• **Data items**

**********

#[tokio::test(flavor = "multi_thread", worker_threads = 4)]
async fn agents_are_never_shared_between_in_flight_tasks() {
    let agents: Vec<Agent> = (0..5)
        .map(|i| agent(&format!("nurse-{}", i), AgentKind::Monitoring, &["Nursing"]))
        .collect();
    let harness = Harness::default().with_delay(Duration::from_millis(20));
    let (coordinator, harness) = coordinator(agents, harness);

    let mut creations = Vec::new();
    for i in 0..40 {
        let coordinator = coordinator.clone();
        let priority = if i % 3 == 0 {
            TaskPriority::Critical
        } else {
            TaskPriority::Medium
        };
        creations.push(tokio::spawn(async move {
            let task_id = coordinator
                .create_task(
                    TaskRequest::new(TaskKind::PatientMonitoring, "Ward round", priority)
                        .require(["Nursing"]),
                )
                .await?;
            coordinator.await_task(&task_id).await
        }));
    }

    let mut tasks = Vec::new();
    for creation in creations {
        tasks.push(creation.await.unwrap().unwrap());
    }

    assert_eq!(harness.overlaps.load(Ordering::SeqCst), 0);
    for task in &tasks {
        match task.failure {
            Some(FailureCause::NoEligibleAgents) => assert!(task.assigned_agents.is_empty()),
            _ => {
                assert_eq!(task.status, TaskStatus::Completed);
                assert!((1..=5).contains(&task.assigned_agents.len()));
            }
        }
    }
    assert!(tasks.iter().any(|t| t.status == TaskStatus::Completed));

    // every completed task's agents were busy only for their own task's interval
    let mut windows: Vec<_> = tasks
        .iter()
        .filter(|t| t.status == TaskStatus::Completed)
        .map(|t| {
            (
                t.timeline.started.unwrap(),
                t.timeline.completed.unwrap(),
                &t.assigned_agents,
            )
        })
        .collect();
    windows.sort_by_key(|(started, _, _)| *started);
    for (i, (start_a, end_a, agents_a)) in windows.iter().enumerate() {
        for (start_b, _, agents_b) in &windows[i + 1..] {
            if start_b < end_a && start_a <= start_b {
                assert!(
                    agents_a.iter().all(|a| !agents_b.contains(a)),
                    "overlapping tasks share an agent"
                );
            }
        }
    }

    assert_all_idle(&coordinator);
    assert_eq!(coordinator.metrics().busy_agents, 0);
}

**********

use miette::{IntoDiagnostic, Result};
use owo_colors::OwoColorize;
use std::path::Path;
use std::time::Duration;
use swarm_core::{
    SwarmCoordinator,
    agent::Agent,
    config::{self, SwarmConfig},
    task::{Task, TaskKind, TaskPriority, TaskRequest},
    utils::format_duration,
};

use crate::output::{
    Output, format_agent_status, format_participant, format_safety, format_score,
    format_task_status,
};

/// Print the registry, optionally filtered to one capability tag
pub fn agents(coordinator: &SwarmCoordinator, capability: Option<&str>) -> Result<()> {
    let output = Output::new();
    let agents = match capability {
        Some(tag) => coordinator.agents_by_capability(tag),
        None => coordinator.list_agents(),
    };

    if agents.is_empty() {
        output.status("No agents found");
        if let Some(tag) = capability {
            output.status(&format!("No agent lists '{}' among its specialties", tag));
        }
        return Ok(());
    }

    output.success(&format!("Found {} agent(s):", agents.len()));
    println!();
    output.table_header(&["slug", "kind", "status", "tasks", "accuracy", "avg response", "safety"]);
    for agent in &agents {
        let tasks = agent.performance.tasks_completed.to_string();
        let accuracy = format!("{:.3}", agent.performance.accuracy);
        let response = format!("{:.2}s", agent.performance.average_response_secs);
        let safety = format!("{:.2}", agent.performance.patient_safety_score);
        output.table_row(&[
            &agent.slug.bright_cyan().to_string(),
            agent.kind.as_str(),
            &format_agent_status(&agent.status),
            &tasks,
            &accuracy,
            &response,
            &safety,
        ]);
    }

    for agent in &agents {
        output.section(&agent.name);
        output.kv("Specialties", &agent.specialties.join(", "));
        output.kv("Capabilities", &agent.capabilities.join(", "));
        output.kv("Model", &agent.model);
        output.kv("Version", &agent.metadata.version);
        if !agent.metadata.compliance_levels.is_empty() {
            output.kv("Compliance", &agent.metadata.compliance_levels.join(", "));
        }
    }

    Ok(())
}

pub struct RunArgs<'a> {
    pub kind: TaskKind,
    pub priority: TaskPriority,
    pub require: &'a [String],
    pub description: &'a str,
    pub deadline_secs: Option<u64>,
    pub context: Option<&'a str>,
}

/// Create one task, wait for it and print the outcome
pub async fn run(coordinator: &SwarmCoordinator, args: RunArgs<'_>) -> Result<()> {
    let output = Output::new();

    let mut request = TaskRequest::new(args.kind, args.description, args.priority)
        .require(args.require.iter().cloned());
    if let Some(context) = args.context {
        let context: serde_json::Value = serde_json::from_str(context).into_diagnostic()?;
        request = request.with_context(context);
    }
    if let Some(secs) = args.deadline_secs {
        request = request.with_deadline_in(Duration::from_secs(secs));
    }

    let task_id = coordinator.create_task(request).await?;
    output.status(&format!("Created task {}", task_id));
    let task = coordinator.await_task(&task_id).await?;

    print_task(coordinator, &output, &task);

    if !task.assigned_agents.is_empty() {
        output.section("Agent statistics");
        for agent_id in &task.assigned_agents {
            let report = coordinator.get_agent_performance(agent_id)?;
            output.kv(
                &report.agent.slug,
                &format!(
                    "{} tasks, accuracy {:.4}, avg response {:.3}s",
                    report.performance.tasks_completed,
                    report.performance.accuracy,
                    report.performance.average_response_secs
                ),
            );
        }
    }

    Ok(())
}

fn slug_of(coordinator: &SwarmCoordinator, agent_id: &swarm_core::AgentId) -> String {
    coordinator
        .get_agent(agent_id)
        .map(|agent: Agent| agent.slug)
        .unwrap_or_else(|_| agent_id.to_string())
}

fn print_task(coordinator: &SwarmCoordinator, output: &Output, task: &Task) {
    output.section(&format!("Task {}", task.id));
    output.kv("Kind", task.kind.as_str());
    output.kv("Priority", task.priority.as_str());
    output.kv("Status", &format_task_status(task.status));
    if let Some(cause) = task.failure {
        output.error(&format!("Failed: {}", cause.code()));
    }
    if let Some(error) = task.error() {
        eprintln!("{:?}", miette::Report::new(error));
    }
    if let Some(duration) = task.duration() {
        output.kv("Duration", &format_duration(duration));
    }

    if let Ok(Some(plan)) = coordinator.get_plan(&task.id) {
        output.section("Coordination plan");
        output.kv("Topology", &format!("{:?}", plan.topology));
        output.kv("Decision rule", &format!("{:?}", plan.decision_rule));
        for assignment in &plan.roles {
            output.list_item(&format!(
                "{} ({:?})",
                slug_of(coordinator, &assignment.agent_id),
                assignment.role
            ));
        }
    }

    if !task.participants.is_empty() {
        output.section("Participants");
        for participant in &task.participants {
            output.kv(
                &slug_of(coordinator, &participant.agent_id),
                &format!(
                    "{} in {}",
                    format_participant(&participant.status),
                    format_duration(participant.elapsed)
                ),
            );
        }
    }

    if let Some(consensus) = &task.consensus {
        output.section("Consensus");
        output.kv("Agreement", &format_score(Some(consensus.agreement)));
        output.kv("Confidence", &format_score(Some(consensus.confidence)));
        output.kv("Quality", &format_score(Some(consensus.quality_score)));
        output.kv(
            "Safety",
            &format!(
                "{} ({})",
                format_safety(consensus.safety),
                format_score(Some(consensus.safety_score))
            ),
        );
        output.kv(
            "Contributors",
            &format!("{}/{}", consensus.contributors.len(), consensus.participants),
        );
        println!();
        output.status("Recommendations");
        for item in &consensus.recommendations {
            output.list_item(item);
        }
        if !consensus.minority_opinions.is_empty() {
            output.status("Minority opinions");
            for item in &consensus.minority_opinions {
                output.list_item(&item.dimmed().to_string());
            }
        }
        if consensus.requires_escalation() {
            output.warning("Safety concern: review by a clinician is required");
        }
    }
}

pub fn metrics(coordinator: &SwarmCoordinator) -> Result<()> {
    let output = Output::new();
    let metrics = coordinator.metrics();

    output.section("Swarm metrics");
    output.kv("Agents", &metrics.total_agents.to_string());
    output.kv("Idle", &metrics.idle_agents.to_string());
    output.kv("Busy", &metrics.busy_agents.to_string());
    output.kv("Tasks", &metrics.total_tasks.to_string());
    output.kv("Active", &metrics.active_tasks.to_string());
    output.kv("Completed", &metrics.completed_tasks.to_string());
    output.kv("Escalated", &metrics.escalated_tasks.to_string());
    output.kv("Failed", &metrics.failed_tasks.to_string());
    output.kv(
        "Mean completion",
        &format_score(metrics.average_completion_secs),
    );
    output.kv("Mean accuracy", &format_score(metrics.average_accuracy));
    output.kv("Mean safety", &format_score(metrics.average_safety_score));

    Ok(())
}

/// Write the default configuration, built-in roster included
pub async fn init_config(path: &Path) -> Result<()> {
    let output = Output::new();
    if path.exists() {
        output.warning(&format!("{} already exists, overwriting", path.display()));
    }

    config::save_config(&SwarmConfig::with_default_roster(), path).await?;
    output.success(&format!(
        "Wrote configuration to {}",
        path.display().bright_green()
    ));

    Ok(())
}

**********

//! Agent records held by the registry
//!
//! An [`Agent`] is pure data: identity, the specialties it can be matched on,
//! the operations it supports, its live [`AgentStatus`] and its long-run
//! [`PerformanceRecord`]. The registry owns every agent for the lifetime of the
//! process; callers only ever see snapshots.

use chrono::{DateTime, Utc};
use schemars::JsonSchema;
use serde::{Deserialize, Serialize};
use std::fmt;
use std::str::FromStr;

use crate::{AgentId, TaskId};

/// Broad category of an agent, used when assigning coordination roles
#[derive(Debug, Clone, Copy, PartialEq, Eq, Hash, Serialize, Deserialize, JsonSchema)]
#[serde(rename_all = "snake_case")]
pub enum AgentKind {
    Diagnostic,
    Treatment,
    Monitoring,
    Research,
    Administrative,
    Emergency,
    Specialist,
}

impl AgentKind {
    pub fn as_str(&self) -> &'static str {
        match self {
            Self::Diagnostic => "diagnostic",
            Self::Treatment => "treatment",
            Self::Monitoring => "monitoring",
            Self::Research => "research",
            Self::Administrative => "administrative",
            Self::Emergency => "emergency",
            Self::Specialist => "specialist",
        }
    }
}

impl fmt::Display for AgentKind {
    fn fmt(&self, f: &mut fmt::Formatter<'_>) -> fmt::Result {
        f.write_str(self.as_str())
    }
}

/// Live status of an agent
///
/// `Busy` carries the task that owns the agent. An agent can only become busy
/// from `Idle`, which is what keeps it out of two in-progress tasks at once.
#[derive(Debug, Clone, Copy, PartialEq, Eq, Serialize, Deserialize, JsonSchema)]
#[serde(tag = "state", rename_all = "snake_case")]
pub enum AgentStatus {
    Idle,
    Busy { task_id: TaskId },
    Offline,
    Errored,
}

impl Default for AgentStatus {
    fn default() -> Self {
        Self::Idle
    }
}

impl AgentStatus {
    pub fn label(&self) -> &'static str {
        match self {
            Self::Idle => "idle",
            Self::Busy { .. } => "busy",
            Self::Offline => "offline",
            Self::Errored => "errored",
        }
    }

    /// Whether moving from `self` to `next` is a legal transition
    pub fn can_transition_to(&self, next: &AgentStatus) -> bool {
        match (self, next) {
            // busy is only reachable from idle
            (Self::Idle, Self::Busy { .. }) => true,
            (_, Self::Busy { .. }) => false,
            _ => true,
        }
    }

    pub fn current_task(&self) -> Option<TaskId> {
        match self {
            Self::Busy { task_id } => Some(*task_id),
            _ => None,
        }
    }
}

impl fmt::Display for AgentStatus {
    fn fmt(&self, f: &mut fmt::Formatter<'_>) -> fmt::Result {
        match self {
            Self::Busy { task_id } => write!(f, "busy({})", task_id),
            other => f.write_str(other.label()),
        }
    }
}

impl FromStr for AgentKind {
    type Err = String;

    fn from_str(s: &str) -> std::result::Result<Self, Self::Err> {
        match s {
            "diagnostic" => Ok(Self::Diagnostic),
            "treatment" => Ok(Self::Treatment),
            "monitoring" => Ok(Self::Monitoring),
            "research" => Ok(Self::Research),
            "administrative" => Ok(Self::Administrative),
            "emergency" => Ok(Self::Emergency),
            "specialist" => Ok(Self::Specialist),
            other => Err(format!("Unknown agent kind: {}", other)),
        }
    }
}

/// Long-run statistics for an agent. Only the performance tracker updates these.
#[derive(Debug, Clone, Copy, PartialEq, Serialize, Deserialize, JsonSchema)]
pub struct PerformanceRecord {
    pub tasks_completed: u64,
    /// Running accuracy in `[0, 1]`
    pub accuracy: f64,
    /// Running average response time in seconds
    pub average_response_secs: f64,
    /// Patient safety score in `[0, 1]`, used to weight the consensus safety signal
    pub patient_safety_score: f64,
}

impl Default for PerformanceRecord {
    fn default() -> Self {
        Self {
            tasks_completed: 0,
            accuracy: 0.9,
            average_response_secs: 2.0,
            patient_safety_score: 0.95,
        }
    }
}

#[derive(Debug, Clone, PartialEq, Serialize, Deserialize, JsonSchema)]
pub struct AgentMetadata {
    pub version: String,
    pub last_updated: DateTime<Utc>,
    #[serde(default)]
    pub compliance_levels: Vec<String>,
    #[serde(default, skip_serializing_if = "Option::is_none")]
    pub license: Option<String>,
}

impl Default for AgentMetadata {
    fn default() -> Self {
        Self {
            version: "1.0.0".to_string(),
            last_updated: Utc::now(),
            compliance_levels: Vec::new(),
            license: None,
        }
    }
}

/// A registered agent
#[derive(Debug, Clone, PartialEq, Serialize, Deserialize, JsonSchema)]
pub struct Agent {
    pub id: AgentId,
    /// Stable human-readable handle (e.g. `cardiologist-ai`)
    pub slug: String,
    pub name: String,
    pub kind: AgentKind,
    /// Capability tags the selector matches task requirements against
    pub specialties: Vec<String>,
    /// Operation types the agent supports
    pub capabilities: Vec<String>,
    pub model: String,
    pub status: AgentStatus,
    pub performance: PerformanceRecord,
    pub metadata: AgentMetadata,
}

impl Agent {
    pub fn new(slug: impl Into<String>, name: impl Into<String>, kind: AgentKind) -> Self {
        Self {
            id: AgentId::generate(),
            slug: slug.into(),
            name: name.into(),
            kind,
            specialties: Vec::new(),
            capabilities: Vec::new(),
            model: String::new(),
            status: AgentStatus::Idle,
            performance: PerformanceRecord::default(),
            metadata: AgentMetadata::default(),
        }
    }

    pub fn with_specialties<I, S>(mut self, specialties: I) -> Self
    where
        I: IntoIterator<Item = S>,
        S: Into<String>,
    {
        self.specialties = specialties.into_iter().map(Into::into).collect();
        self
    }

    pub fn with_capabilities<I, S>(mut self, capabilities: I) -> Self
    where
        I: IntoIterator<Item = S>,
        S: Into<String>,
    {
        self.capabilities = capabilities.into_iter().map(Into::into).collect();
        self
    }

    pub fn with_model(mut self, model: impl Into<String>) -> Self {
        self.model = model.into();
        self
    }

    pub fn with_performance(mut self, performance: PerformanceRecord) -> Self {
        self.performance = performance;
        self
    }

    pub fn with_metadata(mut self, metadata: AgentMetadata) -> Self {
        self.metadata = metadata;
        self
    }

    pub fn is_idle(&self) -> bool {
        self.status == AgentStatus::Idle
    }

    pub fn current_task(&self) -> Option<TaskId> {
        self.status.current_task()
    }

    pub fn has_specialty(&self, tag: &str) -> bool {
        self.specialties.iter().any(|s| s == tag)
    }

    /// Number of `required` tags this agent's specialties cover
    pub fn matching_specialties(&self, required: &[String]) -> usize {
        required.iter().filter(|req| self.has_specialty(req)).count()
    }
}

**********

Using the data above, return every line that contains the string "miette".

use miette::{IntoDiagnostic, Result};
        eprintln!("{:?}", miette::Report::new(error));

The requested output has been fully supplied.